» TASK STATEMENT
Return the records exactly, please. Every line should match.

━━━━━━━━

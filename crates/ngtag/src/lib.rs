//! ngtag - attribute resolution and markup rendering for component tags.
//!
//! ngtag expands a declarative bag of attributes into canonical
//! Angular-style component markup. It is the server-side half of a tag
//! helper: the host collects the attributes a template author wrote on a
//! placeholder tag, and ngtag decides which of them appear in the output,
//! in what order, and in which binding syntax.
//!
//! # Quick Start
//!
//! ```rust
//! use ngtag::{AttributeKey, AttributeSet, FixedId, SelectionMode, TreeTable};
//!
//! let table = TreeTable::with_ids(FixedId::new("id"));
//!
//! let attrs = AttributeSet::new()
//!     .with(AttributeKey::SelectionMode, SelectionMode::SingleLeafOnly)
//!     .with(AttributeKey::PageSizeOptions, "10,20");
//!
//! assert_eq!(
//!     table.render(&attrs).unwrap(),
//!     concat!(
//!         r#"<p-tree-table #id="" key="id" selectionMode="single" [leafOnly]="true" "#,
//!         r#"[pageSizeOptions]="[10,20]"></p-tree-table>"#,
//!     )
//! );
//! ```
//!
//! # Pipeline
//!
//! ```text
//! AttributeSet ──resolve──▶ ResolvedAttributes ──emit(Widget)──▶ Markup
//!   (declared)              (typed, id defaulted)   (rule table)   (string)
//! ```
//!
//! - **Collect**: [`AttributeSet`] holds the declared values, keyed by
//!   [`AttributeKey`]. Unknown attribute names are dropped.
//! - **Resolve**: [`resolve`] coerces each value to its key's [`ValueKind`]
//!   and synthesizes the identifier via an [`IdGenerator`] when absent.
//! - **Emit**: [`emit`] walks the [`Widget`]'s rule table in order. Output
//!   order never depends on declaration order.
//!
//! # Binding Syntax
//!
//! | Shape | Syntax | Used for |
//! |-------|--------|----------|
//! | Id marker | `#id=""` | local reference |
//! | Plain | `name="value"` | urls, `key`, `selectionMode` |
//! | One-way | `[name]="value"` | `autoLoad`, `pageSizeOptions`, `leafOnly` |
//! | Two-way | `[(name)]="value"` | `queryParam`, `selection` |
//!
//! # Identifiers
//!
//! Elements without an `id` get one from the renderer's [`IdGenerator`]. The
//! default [`TreeTable::new`] draws from a process-wide generator that tests
//! can pin with [`seed_id`] and restore with [`reset_id_generator`].

mod collector;
mod emit;
mod error;
mod fragment;
mod id;
mod key;
mod resolve;
mod tree_table;
mod value;
mod widget;

// Re-export public API
pub use collector::AttributeSet;
pub use emit::{emit, Markup};
pub use error::{Result, TagError};
pub use fragment::{escape_attr, Fragment, Shape};
pub use id::{
    next_id, reset_id_generator, seed_id, set_id_generator, FixedId, GlobalIds, IdGenerator,
    SequentialIds, UuidIds,
};
pub use key::{AttributeKey, ValueKind};
pub use resolve::{
    is_valid_identifier, parse_int_list, resolve, ResolvedAttributes, ResolvedValue,
};
pub use tree_table::{render_tree_table, TreeTable};
pub use value::{RawValue, SelectionMode};
pub use widget::{
    format_value, selection_mode_fragments, RenderFn, Rule, Source, Widget, LEAF_ONLY,
    TREE_TABLE,
};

━━━━━━━━

» TASK RESPONSE
filename crates/ngtag/src/lib.rs
//! ngtag - attribute resolution and markup rendering for component tags.
//!
//! ngtag expands a declarative bag of attributes into canonical
//! Angular-style component markup. It is the server-side half of a tag
//! helper: the host collects the attributes a template author wrote on a
//! placeholder tag, and ngtag decides which of them appear in the output,
//! in what order, and in which binding syntax.
//!
//! # Quick Start
//!
//! ```rust
//! use ngtag::{AttributeKey, AttributeSet, FixedId, SelectionMode, TreeTable};
//!
//! let table = TreeTable::with_ids(FixedId::new("id"));
//!
//! let attrs = AttributeSet::new()
//!     .with(AttributeKey::SelectionMode, SelectionMode::SingleLeafOnly)
//!     .with(AttributeKey::PageSizeOptions, "10,20");
//!
//! assert_eq!(
//!     table.render(&attrs).unwrap(),
//!     concat!(
//!         r#"<p-tree-table #id="" key="id" selectionMode="single" [leafOnly]="true" "#,
//!         r#"[pageSizeOptions]="[10,20]"></p-tree-table>"#,
//!     )
//! );
//! ```
//!
//! # Pipeline
//!
//! ```text
//! AttributeSet ──resolve──▶ ResolvedAttributes ──emit(Widget)──▶ Markup
//!   (declared)              (typed, id defaulted)   (rule table)   (string)
//! ```
//!
//! - **Collect**: [`AttributeSet`] holds the declared values, keyed by
//!   [`AttributeKey`]. Unknown attribute names are dropped.
//! - **Resolve**: [`resolve`] coerces each value to its key's [`ValueKind`]
//!   and synthesizes the identifier via an [`IdGenerator`] when absent.
//! - **Emit**: [`emit`] walks the [`Widget`]'s rule table in order. Output
//!   order never depends on declaration order.
//!
//! # Binding Syntax
//!
//! | Shape | Syntax | Used for |
//! |-------|--------|----------|
//! | Id marker | `#id=""` | local reference |
//! | Plain | `name="value"` | urls, `key`, `selectionMode` |
//! | One-way | `[name]="value"` | `autoLoad`, `pageSizeOptions`, `leafOnly` |
//! | Two-way | `[(name)]="value"` | `queryParam`, `selection` |
//!
//! # Identifiers
//!
//! Elements without an `id` get one from the renderer's [`IdGenerator`]. The
//! default [`TreeTable::new`] draws from a process-wide generator that tests
//! can pin with [`seed_id`] and restore with [`reset_id_generator`].

mod collector;
mod emit;
mod error;
mod fragment;
mod id;
mod key;
mod resolve;
mod tree_table;
mod value;
mod widget;

// Re-export public API
pub use collector::AttributeSet;
pub use emit::{emit, Markup};
pub use error::{Result, TagError};
pub use fragment::{escape_attr, Fragment, Shape};
pub use id::{
    next_id, reset_id_generator, seed_id, set_id_generator, FixedId, GlobalIds, IdGenerator,
    SequentialIds, UuidIds,
};
pub use key::{AttributeKey, ValueKind};
pub use resolve::{
    is_valid_identifier, parse_int_list, resolve, ResolvedAttributes, ResolvedValue,
};
pub use tree_table::{render_tree_table, TreeTable};
pub use value::{RawValue, SelectionMode};
pub use widget::{
    format_value, selection_mode_fragments, RenderFn, Rule, Source, Widget, LEAF_ONLY,
    TREE_TABLE,
};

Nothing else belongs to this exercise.